Jamie Thompson, primo autore del paper e ricercatore al Milner Centre, ha dichiarato: “Darwin aveva ipotizzato che le orchidee si adattassero gradualmente attraverso la selezione naturale per attrarre impollinatori nuovi, ma i nostri dati mostrano che la questione è molto più complicata di così. Negli ultimi 10 milioni di anni abbiamo assistito a un’esplosione di diversità nelle orchidee terrestri in tutto il globo.” E prosegue: “Quello che abbiamo scoperto è che questa esplosione è correlata al cambiamento climatico globale, e che molte specie sono apparse mentre il clima si raffreddava, dando la prima prova che il raffreddamento globale è un driver importante nella speciazione di queste piante”.

I ricercatori hanno inoltre scoperto che il tasso di speciazione – cioè la velocità con cui nuove specie appaiono – non dipende dal numero di specie inizialmente presenti. Nick Priest, professore al Milner Centre e autore senior dello studio, ha affermato che “l’analisi biogeografica ha rivelato effetti considerevoli del cambiamento climatico nella speciazione terrestre, ma ciò che ci ha sorpresi è stato scoprire che non necessariamente le regioni con maggiore densità di diversità hanno per forza tassi di speciazione più alti”.

Sono risultati che hanno implicazioni per le strategie di conservazione, dimostrando come non basti pensare di poter contare sulla semplice tutela di pochi ettari di terra per proteggere la diversità evolutiva, ma come sia invece importante potenziare la conservazione di tutto quello che possiamo salvare. 
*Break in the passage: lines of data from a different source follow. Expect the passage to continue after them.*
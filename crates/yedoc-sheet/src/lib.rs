#![forbid(unsafe_code)]

//! Bidirectional synchronization between a yedoc graph and a two-sheet
//! workbook for bulk human editing.
//!
//! Export flattens the ownership tree into an indent-positioned object sheet
//! and a relations sheet; import diffs the edited sheets against the
//! pre-export statistics snapshot and replays the structural deltas
//! (create / rename / re-parent / retype / delete) onto the graph.

pub mod error;
pub mod export;
pub mod import;
pub mod session;
pub mod workbook;

pub use error::{Error, Result};
pub use export::{ExportedWorkbook, SheetMode, export_workbook};
pub use import::{IdRemap, ReconcileReport, import_objects_and_hierarchy, import_relations};
pub use session::{
    AutoConfirm, BulkEditOptions, DetachedHost, EditGate, GateFn, SpreadsheetHost, apply_workbook,
    manage_graph_data,
};
pub use workbook::{
    EMPTY_GROUP_PLACEHOLDER, NAME_ID_SEPARATOR, OBJECTS_HEADER, OBJECTS_SHEET, RELATIONS_HEADER,
    RELATIONS_SHEET, SheetData, WorkbookData, read_workbook, write_workbook,
};

#[cfg(test)]
mod tests;
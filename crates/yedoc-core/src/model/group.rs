use indexmap::IndexMap;

use crate::attrs::{LINE_TYPES, SHAPES, TRUE_FALSE, check_value};
use crate::error::Result;
use crate::label::{LabelStyle, NodeLabel, NodeLabelOptions};
use crate::model::{Geometry, Owner};
use crate::properties::{PropertySchema, PropertyScope};
use crate::xml::XmlElement;

/// Construction options for a [`Group`].
#[derive(Debug, Clone)]
pub struct GroupOptions {
    pub label: Option<String>,
    pub label_alignment: String,
    pub font_family: String,
    pub underlined_text: String,
    pub font_style: String,
    pub font_size: String,
    pub shape: String,
    pub fill: String,
    pub transparent: String,
    pub border_color: String,
    pub border_type: String,
    pub border_width: String,
    pub geometry: Geometry,
    /// Whether the container renders collapsed.
    pub closed: String,
    pub custom_properties: IndexMap<String, String>,
    pub url: Option<String>,
    pub description: Option<String>,
}

impl Default for GroupOptions {
    fn default() -> Self {
        Self {
            label: None,
            label_alignment: "center".to_string(),
            font_family: "Dialog".to_string(),
            underlined_text: "false".to_string(),
            font_style: "plain".to_string(),
            font_size: "12".to_string(),
            shape: "rectangle".to_string(),
            fill: "#FFCC00".to_string(),
            transparent: "false".to_string(),
            border_color: "#000000".to_string(),
            border_type: "line".to_string(),
            border_width: "1.0".to_string(),
            geometry: Geometry::default(),
            closed: "false".to_string(),
            custom_properties: IndexMap::new(),
            url: None,
            description: None,
        }
    }
}

/// A container entity. Renders as a collapsible node; its children live in
/// the graph arena and are serialized into a nested `graph` element.
#[derive(Debug, Clone)]
pub struct Group {
    pub name: String,
    pub labels: Vec<NodeLabel>,
    pub shape: String,
    pub fill: String,
    pub transparent: String,
    pub border_color: String,
    pub border_type: String,
    pub border_width: String,
    pub geometry: Geometry,
    pub closed: String,
    pub url: Option<String>,
    pub description: Option<String>,
    pub properties: IndexMap<String, String>,
    owner: Owner,
    structural_id: String,
}

impl Group {
    pub(crate) fn new(
        name: impl Into<String>,
        options: GroupOptions,
        schema: &PropertySchema,
    ) -> Result<Self> {
        let name = name.into();
        check_value("shape", &options.shape, SHAPES)?;
        check_value("border_type", &options.border_type, LINE_TYPES)?;
        check_value("closed", &options.closed, TRUE_FALSE)?;

        // Container titles sit at the top edge.
        let first_label = NodeLabel::new(
            options.label.as_deref().unwrap_or(&name),
            NodeLabelOptions {
                style: LabelStyle {
                    alignment: options.label_alignment,
                    font_family: options.font_family,
                    underlined_text: options.underlined_text,
                    font_style: options.font_style,
                    font_size: options.font_size,
                    ..LabelStyle::default()
                },
                model_name: Some("internal".to_string()),
                model_position: Some("t".to_string()),
            },
        )?;

        let properties =
            schema.values_with_overrides(PropertyScope::Node, &options.custom_properties)?;

        Ok(Self {
            name,
            labels: vec![first_label],
            shape: options.shape,
            fill: options.fill,
            transparent: options.transparent,
            border_color: options.border_color,
            border_type: options.border_type,
            border_width: options.border_width,
            geometry: options.geometry,
            closed: options.closed,
            url: options.url,
            description: options.description,
            properties,
            owner: Owner::Root,
            structural_id: String::new(),
        })
    }

    /// Appends a label. Chainable.
    pub fn add_label(&mut self, text: impl Into<String>, options: NodeLabelOptions) -> Result<&mut Self> {
        self.labels.push(NodeLabel::new(text, options)?);
        Ok(self)
    }

    pub fn owner(&self) -> Owner {
        self.owner
    }

    /// Structural id as of the last recomputation. Positional, not durable.
    pub fn structural_id(&self) -> &str {
        &self.structural_id
    }

    pub(crate) fn set_owner(&mut self, owner: Owner) {
        self.owner = owner;
    }

    pub(crate) fn set_structural_id(&mut self, sid: String) {
        self.structural_id = sid;
    }

    pub(crate) fn rename(&mut self, name: &str) {
        if let Some(first) = self.labels.first_mut() {
            if first.text() == self.name {
                first.set_text(name);
            }
        }
        self.name = name.to_string();
    }

    pub(crate) fn set_labels(&mut self, labels: Vec<NodeLabel>) {
        self.labels = labels;
    }

    /// Serializes the group element. `children` are the already-serialized
    /// child nodes, groups and edges, in document order.
    pub fn to_xml_element(
        &self,
        schema: &PropertySchema,
        children: Vec<XmlElement>,
    ) -> XmlElement {
        let mut realizer = XmlElement::new("y:GroupNode");
        if let Some(geometry) = self.geometry.to_xml_element() {
            realizer.push_child(geometry);
        }
        realizer.push_child(
            XmlElement::new("y:Fill")
                .attr("color", &self.fill)
                .attr("transparent", &self.transparent),
        );
        realizer.push_child(
            XmlElement::new("y:BorderStyle")
                .attr("color", &self.border_color)
                .attr("type", &self.border_type)
                .attr("width", &self.border_width),
        );
        for label in &self.labels {
            realizer.push_child(label.to_xml_element());
        }
        realizer.push_child(XmlElement::new("y:Shape").attr("type", &self.shape));
        realizer.push_child(XmlElement::new("y:State").attr("closed", &self.closed));

        let mut nested_graph = XmlElement::new("graph")
            .attr("edgedefault", "directed")
            .attr("id", &self.structural_id);
        for child in children {
            nested_graph.push_child(child);
        }

        let mut element = XmlElement::new("node")
            .attr("id", &self.structural_id)
            .attr("yfiles.foldertype", "group")
            .child(
                XmlElement::new("data").attr("key", "data_node").child(
                    XmlElement::new("y:ProxyAutoBoundsNode").child(
                        XmlElement::new("y:Realizers")
                            .attr("active", "0")
                            .child(realizer),
                    ),
                ),
            )
            .child(nested_graph);

        if let Some(url) = &self.url {
            element.push_child(XmlElement::new("data").attr("key", "url_node").text(url));
        }
        if let Some(description) = &self.description {
            element.push_child(
                XmlElement::new("data")
                    .attr("key", "description_node")
                    .text(description),
            );
        }
        for definition in schema.for_scope(PropertyScope::Node) {
            let value = self
                .properties
                .get(&definition.name)
                .unwrap_or(&definition.default_value);
            element.push_child(
                XmlElement::new("data")
                    .attr("key", definition.key_id())
                    .text(value),
            );
        }
        element
    }
}
use std::path::PathBuf;

pub type Result<T> = std::result::Result<T, Error>;

#[derive(Debug, thiserror::Error)]
pub enum Error {
    #[error("{parameter} '{value}' is not supported. Use: '{allowed}'")]
    InvalidValue {
        parameter: String,
        value: String,
        allowed: String,
    },

    #[error("structural constraint violated: {message}")]
    StructuralConstraint { message: String },

    #[error("custom property '{name}' is not defined in the graph schema")]
    UnknownProperty { name: String },

    #[error("scope '{scope}' is not supported. Use: 'node, edge'")]
    InvalidScope { scope: String },

    #[error("property type '{property_type}' is not supported. Use: 'string, int, double, boolean'")]
    InvalidType { property_type: String },

    #[error("file already exists: {path} (pass overwrite to replace it)")]
    FileExists { path: PathBuf },

    #[error("file not found: {path}")]
    FileNotFound { path: PathBuf },

    #[error("entity not found: {entity}")]
    EntityNotFound { entity: String },

    #[error("{feature} is not implemented")]
    Unsupported { feature: String },

    #[error("malformed document: {message}")]
    MalformedDocument { message: String },

    #[error(transparent)]
    Xml(#[from] roxmltree::Error),

    #[error(transparent)]
    Io(#[from] std::io::Error),
}

impl Error {
    pub(crate) fn structural(message: impl Into<String>) -> Self {
        Error::StructuralConstraint {
            message: message.into(),
        }
    }

    pub(crate) fn malformed(message: impl Into<String>) -> Self {
        Error::MalformedDocument {
            message: message.into(),
        }
    }
}
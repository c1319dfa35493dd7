use crate::*;

fn temp_path(dir: &tempfile::TempDir, name: &str) -> std::path::PathBuf {
    dir.path().join(name)
}

#[test]
fn persist_then_load_round_trips_byte_identically() {
    let dir = tempfile::tempdir().unwrap();
    let path = temp_path(&dir, "roundtrip.graphml");

    let mut graph = Graph::new();
    let a = graph.add_node("a").unwrap();
    let b = graph.add_node("b").unwrap();
    graph.add_edge(a, b).unwrap();
    graph.persist(&path, PersistOptions::default()).unwrap();

    let reloaded = Graph::load(&path).unwrap();
    assert_eq!(graph.stringify(), reloaded.stringify());

    graph.add_node("c").unwrap();
    assert_ne!(graph.stringify(), reloaded.stringify());
}

#[test]
fn round_trip_preserves_groups_styles_urls_and_custom_properties() {
    let dir = tempfile::tempdir().unwrap();
    let path = temp_path(&dir, "full.graphml");

    let mut graph = Graph::new();
    graph
        .define_custom_property("node", "Population", "int", "0")
        .unwrap();
    graph
        .define_custom_property("edge", "Weight", "double", "1.0")
        .unwrap();

    let a = graph
        .add_node_with(
            Owner::Root,
            "a",
            NodeOptions {
                shape: "ellipse".to_string(),
                shape_fill: "#99CC00".to_string(),
                url: Some("http://www.example.com".to_string()),
                description: Some("a node with a URL and description".to_string()),
                custom_properties: [("Population".to_string(), "7".to_string())]
                    .into_iter()
                    .collect(),
                ..NodeOptions::default()
            },
        )
        .unwrap();
    let group = graph
        .add_group_with(
            Owner::Root,
            "harbour",
            GroupOptions {
                closed: "true".to_string(),
                fill: "#F5F5F5".to_string(),
                url: Some("http://www.example.com/group".to_string()),
                ..GroupOptions::default()
            },
        )
        .unwrap();
    let inner = graph
        .add_node_with(Owner::Group(group), "inner", NodeOptions::default())
        .unwrap();
    graph
        .add_edge_with(
            Owner::Root,
            a,
            inner,
            EdgeOptions {
                name: Some("ferry".to_string()),
                arrowhead: "white_delta".to_string(),
                line_type: "dashed".to_string(),
                url: Some("http://www.example.com/edge".to_string()),
                ..EdgeOptions::default()
            },
        )
        .unwrap();

    graph.persist(&path, PersistOptions::default()).unwrap();
    let reloaded = Graph::load(&path).unwrap();
    assert_eq!(graph.stringify(), reloaded.stringify());

    let stats = reloaded.gather_statistics();
    let a2 = stats.find_object_by_id("n0").unwrap();
    let node = reloaded.node(a2).unwrap();
    assert_eq!(node.shape, "ellipse");
    assert_eq!(node.url.as_deref(), Some("http://www.example.com"));
    assert_eq!(node.properties["Population"], "7");

    let group2 = stats.find_object_by_id("n1").unwrap();
    assert_eq!(reloaded.group(group2).unwrap().closed, "true");
}

#[test]
fn uml_payload_serializes_and_reloads() {
    let dir = tempfile::tempdir().unwrap();
    let path = temp_path(&dir, "uml.graphml");

    let mut graph = Graph::new();
    graph
        .add_node_with(
            Owner::Root,
            "AbstractClass",
            NodeOptions {
                node_type: "UMLClassNode".to_string(),
                uml: Some(UmlData {
                    attributes: "int foo".to_string(),
                    methods: "foo()".to_string(),
                    stereotype: Some("abstract".to_string()),
                }),
                ..NodeOptions::default()
            },
        )
        .unwrap();

    let text = graph.stringify();
    assert!(text.contains("<y:UMLClassNode>"));
    assert!(text.contains("stereotype=\"abstract\""));
    assert!(text.contains("<y:AttributeLabel type=\"rectangle\">int foo</y:AttributeLabel>"));
    assert!(text.contains("<y:MethodLabel type=\"rectangle\">foo()</y:MethodLabel>"));

    graph.persist(&path, PersistOptions::default()).unwrap();
    let reloaded = Graph::load(&path).unwrap();
    let stats = reloaded.gather_statistics();
    let node = reloaded
        .node(stats.find_object_by_id("n0").unwrap())
        .unwrap();
    let uml = node.uml.as_ref().unwrap();
    assert_eq!(uml.attributes, "int foo");
    assert_eq!(uml.methods, "foo()");
    assert_eq!(uml.stereotype.as_deref(), Some("abstract"));
    assert_eq!(graph.stringify(), reloaded.stringify());
}

#[test]
fn key_declarations_keep_their_contractual_order() {
    let mut graph = Graph::new();
    graph
        .define_custom_property("node", "Population", "int", "0")
        .unwrap();
    let text = graph.stringify();

    let positions: Vec<usize> = [
        "id=\"data_node\"",
        "id=\"url_node\"",
        "id=\"description_node\"",
        "id=\"url_edge\"",
        "id=\"description_edge\"",
        "id=\"node_Population\"",
        "id=\"data_edge\"",
    ]
    .iter()
    .map(|needle| text.find(needle).unwrap())
    .collect();
    assert!(positions.windows(2).all(|pair| pair[0] < pair[1]));
}

#[test]
fn persist_refuses_to_overwrite_unless_asked() {
    let dir = tempfile::tempdir().unwrap();
    let path = temp_path(&dir, "dup.graphml");

    let mut graph = Graph::new();
    graph.add_node("a").unwrap();
    graph.persist(&path, PersistOptions::default()).unwrap();

    let err = Graph::new()
        .persist(&path, PersistOptions::default())
        .unwrap_err();
    assert!(matches!(err, Error::FileExists { .. }));

    Graph::new()
        .persist(
            &path,
            PersistOptions {
                overwrite: true,
                ..PersistOptions::default()
            },
        )
        .unwrap();
}

#[test]
fn pretty_output_is_indented_compact_is_single_line() {
    let dir = tempfile::tempdir().unwrap();
    let compact_path = temp_path(&dir, "compact.graphml");
    let pretty_path = temp_path(&dir, "pretty.graphml");

    let mut graph = Graph::new();
    graph.add_node("a").unwrap();
    graph.add_node("b").unwrap();
    graph.persist(&compact_path, PersistOptions::default()).unwrap();
    graph
        .persist(
            &pretty_path,
            PersistOptions {
                pretty: true,
                ..PersistOptions::default()
            },
        )
        .unwrap();

    let compact = std::fs::read_to_string(&compact_path).unwrap();
    let pretty = std::fs::read_to_string(&pretty_path).unwrap();
    assert_ne!(compact, pretty);
    assert!(!compact.contains('\n'));
    assert!(pretty.matches('\n').count() > 2);

    // Both spellings parse back to the same document.
    let from_compact = Graph::load(&compact_path).unwrap();
    let from_pretty = Graph::load(&pretty_path).unwrap();
    assert_eq!(from_compact.stringify(), from_pretty.stringify());
}

#[test]
fn loading_a_missing_file_fails() {
    let err = Graph::load("definitely_not_existing.graphml").unwrap_err();
    assert!(matches!(err, Error::FileNotFound { .. }));
}

#[test]
fn simplified_text_collapses_whitespace_and_prefixes() {
    let dir = tempfile::tempdir().unwrap();
    let path = temp_path(&dir, "pretty.graphml");
    let mut graph = Graph::new();
    graph.add_node("a").unwrap();
    graph
        .persist(
            &path,
            PersistOptions {
                pretty: true,
                ..PersistOptions::default()
            },
        )
        .unwrap();

    let simplified = codec::read_simplified_text(&path).unwrap();
    assert!(!simplified.contains('\n'));
    assert!(!simplified.contains("y:"));
    assert!(!simplified.contains("yfiles."));
    assert!(simplified.contains("<graphml><key"));
}

#[test]
fn document_file_normalizes_basename_and_extension() {
    let file = DocumentFile::new("abc");
    assert_eq!(file.basename(), "abc.graphml");

    let file = DocumentFile::temp();
    assert_eq!(file.basename(), "temp.graphml");

    // An unusable directory falls back to the working directory.
    let file = DocumentFile::new("/definitely/not/a/dir/abc.graphml");
    assert_eq!(file.basename(), "abc.graphml");
    assert_eq!(
        file.path().parent().unwrap(),
        std::env::current_dir().unwrap()
    );
}

#[test]
fn unsupported_node_payloads_are_reported() {
    let text = r#"<graphml><key id="data_node" for="node" type="nodegraphics"/><graph edgedefault="directed" id="G"><node id="n0"><data key="data_node"><GenericNode configuration="fancy"/></data></node></graph></graphml>"#;
    let err = codec::parse_document_text(text).unwrap_err();
    assert!(matches!(err, Error::Unsupported { .. }));
}

#[test]
fn edges_may_reference_siblings_declared_later_in_document_order() {
    // Edge first in text; the node pass runs before the edge pass.
    let text = r##"<graphml><graph edgedefault="directed" id="G"><edge id="e0" source="n0" target="n1"><data key="data_edge"><PolyLineEdge><Arrows source="none" target="standard"/><LineStyle color="#000000" type="line" width="1.0"/></PolyLineEdge></data></edge><node id="n0"><data key="data_node"><ShapeNode><Fill color="#FFCC00" transparent="false"/><Shape type="rectangle"/></ShapeNode></data></node><node id="n1"><data key="data_node"><ShapeNode><Fill color="#FFCC00" transparent="false"/><Shape type="rectangle"/></ShapeNode></data></node></graph></graphml>"##;
    let graph = codec::parse_document_text(text).unwrap();
    assert_eq!(graph.gather_statistics().all_edges.len(), 1);
}

#[test]
fn simplify_handles_application_written_namespaces() {
    let raw = concat!(
        "<?xml version=\"1.0\" encoding=\"UTF-8\" standalone=\"no\"?>\n",
        "<graphml xmlns=\"http://graphml.graphdrawing.org/xmlns\" xmlns:y=\"http://www.yworks.com/xml/graphml\">\n",
        "  <key for=\"node\" id=\"d6\" yfiles.type=\"nodegraphics\"/>\n",
        "  <graph edgedefault=\"directed\" id=\"G\">\n",
        "    <node id=\"n0\">\n",
        "      <data key=\"d6\"><y:ShapeNode><y:NodeLabel>a</y:NodeLabel><y:Shape type=\"rectangle\"/></y:ShapeNode></data>\n",
        "    </node>\n",
        "  </graph>\n",
        "</graphml>\n",
    );
    let simplified = codec::simplify_document_text(raw);
    assert!(simplified.contains("<graphml><key"));
    assert!(simplified.contains("<ShapeNode>"));
    assert!(simplified.contains("type=\"nodegraphics\""));
}
use crate::*;

#[test]
fn defining_a_property_backfills_existing_entities_and_defaults_new_ones() {
    let mut graph = Graph::new();
    let a = graph.add_node("a").unwrap();

    graph
        .define_custom_property("node", "Population", "int", "0")
        .unwrap();
    graph
        .define_custom_property("edge", "Population", "int", "1")
        .unwrap();

    let b = graph
        .add_node_with(
            Owner::Root,
            "b",
            NodeOptions {
                custom_properties: [("Population".to_string(), "3".to_string())]
                    .into_iter()
                    .collect(),
                ..NodeOptions::default()
            },
        )
        .unwrap();
    let group = graph
        .add_group_with(
            Owner::Root,
            "group1",
            GroupOptions {
                custom_properties: [("Population".to_string(), "2".to_string())]
                    .into_iter()
                    .collect(),
                ..GroupOptions::default()
            },
        )
        .unwrap();
    let edge = graph.add_edge(a, b).unwrap();

    assert_eq!(graph.node(a).unwrap().properties["Population"], "0");
    assert_eq!(graph.node(b).unwrap().properties["Population"], "3");
    assert_eq!(graph.group(group).unwrap().properties["Population"], "2");
    assert_eq!(graph.edge(edge).unwrap().properties["Population"], "1");

    assert!(graph.stringify().contains("Population"));
}

#[test]
fn overriding_an_undeclared_property_fails() {
    let mut graph = Graph::new();
    let err = graph
        .add_node_with(
            Owner::Root,
            "a",
            NodeOptions {
                custom_properties: [("Nope".to_string(), "1".to_string())]
                    .into_iter()
                    .collect(),
                ..NodeOptions::default()
            },
        )
        .unwrap_err();
    assert!(matches!(err, Error::UnknownProperty { .. }));
}

#[test]
fn scope_and_type_are_validated() {
    let mut graph = Graph::new();
    assert!(matches!(
        graph.define_custom_property("graph", "x", "string", ""),
        Err(Error::InvalidScope { .. })
    ));
    assert!(matches!(
        graph.define_custom_property("node", "x", "float", ""),
        Err(Error::InvalidType { .. })
    ));
}

#[test]
fn schemas_are_per_graph_not_process_wide() {
    let mut first = Graph::new();
    first
        .define_custom_property("node", "Population", "int", "0")
        .unwrap();

    let mut second = Graph::new();
    let lone = second.add_node("lone").unwrap();
    assert!(second.node(lone).unwrap().properties.is_empty());
    assert!(second.schema().definitions().is_empty());
}
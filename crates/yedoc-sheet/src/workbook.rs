//! In-memory tabular model and the `.xlsx` adapters around it.
//!
//! The reconciliation engine itself only ever sees [`SheetData`] grids; the
//! workbook format is an edge concern kept to `read_workbook` /
//! `write_workbook`.

use std::path::Path;

use crate::error::{Error, Result};

pub const OBJECTS_SHEET: &str = "Objects_and_Groups";
pub const RELATIONS_SHEET: &str = "Relations";

/// Instructional header placed in cell (1,1) of the objects sheet.
pub const OBJECTS_HEADER: &str =
    "Object names below: indent one column per nesting level. Ids are managed automatically - do not edit.";

pub const RELATIONS_HEADER: [&str; 4] = ["Node 1", "Node 2", "Edge Label", "Owning Group"];

/// Row inserted under a group with no children, so the group still reads back
/// as a container (indentation is the only structural signal in the sheet).
pub const EMPTY_GROUP_PLACEHOLDER: &str = "<EMPTY>";

/// Separates a display name from its structural id when the bare name would
/// be ambiguous.
pub const NAME_ID_SEPARATOR: &str = " | ";

#[derive(Debug, Clone, Default, PartialEq)]
pub struct SheetData {
    pub name: String,
    /// Cell grid, row-major, no header/data distinction at this layer.
    pub rows: Vec<Vec<String>>,
}

impl SheetData {
    pub fn new(name: impl Into<String>) -> Self {
        Self {
            name: name.into(),
            rows: Vec::new(),
        }
    }

    pub fn push_row(&mut self, cells: Vec<String>) {
        self.rows.push(cells);
    }
}

#[derive(Debug, Clone, Default, PartialEq)]
pub struct WorkbookData {
    pub sheets: Vec<SheetData>,
}

impl WorkbookData {
    pub fn sheet(&self, name: &str) -> Option<&SheetData> {
        self.sheets.iter().find(|sheet| sheet.name == name)
    }

    pub fn sheet_mut(&mut self, name: &str) -> Option<&mut SheetData> {
        self.sheets.iter_mut().find(|sheet| sheet.name == name)
    }
}

/// Writes the workbook to disk, replacing any existing file.
pub fn write_workbook(workbook: &WorkbookData, path: &Path) -> Result<()> {
    let mut book = umya_spreadsheet::new_file();
    for (index, sheet) in workbook.sheets.iter().enumerate() {
        if index == 0 {
            // `new_file` seeds one sheet; rename it instead of leaving an
            // empty "Sheet1" behind.
            if let Some(worksheet) = book.get_sheet_by_name_mut("Sheet1") {
                worksheet.set_name(sheet.name.clone());
            }
        } else {
            book.new_sheet(sheet.name.clone())
                .map_err(Error::workbook)?;
        }
        let Some(worksheet) = book.get_sheet_by_name_mut(&sheet.name) else {
            return Err(Error::workbook(format!("sheet '{}' vanished", sheet.name)));
        };
        for (row_index, row) in sheet.rows.iter().enumerate() {
            for (col_index, value) in row.iter().enumerate() {
                if value.is_empty() {
                    continue;
                }
                worksheet
                    .get_cell_mut(((col_index + 1) as u32, (row_index + 1) as u32))
                    .set_value(value.clone());
            }
        }
    }
    umya_spreadsheet::writer::xlsx::write(&book, path).map_err(Error::workbook)?;
    Ok(())
}

/// Loads a workbook from disk into the in-memory grid model. Trailing empty
/// cells and rows are trimmed.
pub fn read_workbook(path: &Path) -> Result<WorkbookData> {
    if !path.is_file() {
        return Err(Error::Core(yedoc_core::Error::FileNotFound {
            path: path.to_path_buf(),
        }));
    }
    let book = umya_spreadsheet::reader::xlsx::read(path).map_err(Error::workbook)?;
    let mut workbook = WorkbookData::default();
    for worksheet in book.get_sheet_collection() {
        let mut sheet = SheetData::new(worksheet.get_name());
        let highest_row = worksheet.get_highest_row();
        let highest_column = worksheet.get_highest_column();
        for row_index in 1..=highest_row {
            let mut row: Vec<String> = (1..=highest_column)
                .map(|col_index| worksheet.get_value((col_index, row_index)))
                .collect();
            while row.last().is_some_and(String::is_empty) {
                row.pop();
            }
            sheet.rows.push(row);
        }
        while sheet.rows.last().is_some_and(Vec::is_empty) {
            sheet.rows.pop();
        }
        workbook.sheets.push(sheet);
    }
    Ok(workbook)
}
Quali sono dunque i prossimi passi all’orizzonte per andare a fondo nella direzione che i risultati di questa ricerca hanno aperto? Sarà indubbiamente importante indagare se le piante a fioritura subiscano un semplice effetto della temperatura o se esista una soglia da oltrepassare prima che aumenti la speciazione. Ma per dirla con le parole di Katie Davis, professoressa in Paleobiologia all’Università di York, “le scoperte effettuate mostrano l’importanza di considerare l’evoluzione su scale temporali geologiche e capire come nuovi organismi evolvano in relazione ai cambiamenti climatici influisce sulle azioni di conservazione che possiamo mettere in atto con uno sguardo profondo alla nostra storia evolutiva”.

Anna Molinari

Giornalista freelance e formatrice, laureata in Scienze filosofiche, collabora con diverse realtà sui temi della comunicazione ambientale. Gestisce il progetto indipendente www.ecoselvatica.it per la divulgazione filosofica in natura attraverso laboratori e approfondimenti. È istruttrice CSEN di Forest Bathing. Ha pubblicato i libri Ventodentro (2020) e Come perla in conchiglia (2024). Per la testata si occupa principalmente di tematiche legate a fauna selvatica, aree protette e tutela del territorio e delle comunità locali.

Ultime notizie

Il blocco del porto di Trieste

16 Settembre 2025
Il blocco del porto di Trieste contro le armi per Israele e per l’applicazione del Trattato di pace. La mobilitazione di USB. (Laura Tussi)

L’E-Mobility in stallo?

15 Settembre 2025
La mobilità elettrica potrebbe scaricarsi: colpa di costi, filiere e infrastrutture. (Alessandro Graziadei)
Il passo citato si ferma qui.